Uber CEO Dara Khosrowshahi has never been afraid to criticize the offerings of his company. He often brings up Uber’s shortcomings most recently a recent GE event in Manhattan. Khosrowshahi shared at the occasion about his experience going undercover as an Uber driver to learn about the challenges. “It wasn’t a pleasant all-hands with the company,” he said.

Uber CEO Dara Khosrowshahi recently spoke with Jim Farley, CEO of Ford, at GE’s “The Lean Mindset: The Pursuit of Progress” event in New York. He said that when he joined the company in 2017, it was going through a “huge crisis moment” and needed a culture change. He described the company’s current state as turbulent, with executive management departures, a $4.5 billion annual loss, and more, an investor revolt, and even a #DeleteUber movement, reports Fortune.

Uber CEO’s Personal Insights: Navigating the Pandemic and Delivery Challenges

According to Khosrowshahi, the situation worsened when the Covid-19 outbreak impacted all businesses worldwide. However, during that lockdown, the CEO of Uber wanted to go and decided on the decision to start delivering for the company. He “got an e-bike and started delivering food for Uber.”

He observed a lack of quality in the product’s (Uber’s) delivery aspect while moonlighting. He even used his Tesla for the delivery work to improve things, but the experience was still pretty taxing. Due to the intricacy of the product, Khosrowshahi claimed that driving for Uber was both a rewarding and demanding experience. He observed that most Uber employees cared deeply about riders and eaters but not so much about those who drove the vehicles.

Additionally, not many Uber employees drive their vehicles. In the end, he realized that while driving for Uber was a luxury for customers and riders, it was “hell” for drivers.

Notably, Uber CEO Dara Khosrowshahi revealed in a previous interview that his experience driving for Uber on the side “nearly got him killed.” But this time, he talked about what it was like for him to drive for Uber and how that affected the company’s future objectives. Even yet, exploring the driver’s point of view ended up being a significant turning point in the development of the company.

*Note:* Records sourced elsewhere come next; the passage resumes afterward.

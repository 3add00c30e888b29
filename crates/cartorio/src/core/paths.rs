//! Canonical output path composition.

use crate::text::registration::RegistrationKey;

/// Filename prefix for records whose observations mark the scan incomplete.
const INCOMPLETE_PREFIX: &str = "INCOMPLETO_";

/// Compose the canonical output path for one record.
///
/// Shape: `{base_dir}/{folder_name}/{prefix}{date_tag}_{doc_type}_{matricula_id}.pdf`,
/// forward-slash separated on every platform so stored paths compare equal
/// across hosts. The `INCOMPLETO_` prefix applies iff `observations`
/// contains `"incompleto"` case-insensitively. Pure given its inputs.
pub fn compose_output_path(
    base_dir: &str,
    key: &RegistrationKey,
    doc_type: &str,
    date_tag: &str,
    observations: &str,
) -> String {
    let prefix = if observations.to_lowercase().contains("incompleto") {
        INCOMPLETE_PREFIX
    } else {
        ""
    };
    let file_name = format!("{prefix}{date_tag}_{doc_type}_{}.pdf", key.matricula_id);

    let base = base_dir.replace('\\', "/");
    let base = base.trim_end_matches('/');
    if base.is_empty() {
        format!("{}/{file_name}", key.folder_name)
    } else {
        format!("{base}/{}/{file_name}", key.folder_name)
    }
}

Soon after, Khosrowshahi gave his engineers comments on how to improve the product and began to speak openly about it within the company. He shared his research with the larger Uber team in one of the popular presentations titled “Why We Suck,” which served as the culmination of this endeavor.

He noted that the company’s culture shifted as a result of his experiences as an Uber driver to place a new emphasis on celebrating employees who engaged in deliveries and driving. Khosrowshahi acknowledged that his experience exposed Uber’s driver app‘s flaws to light, but he remains committed to steering the company away from its aggressive past.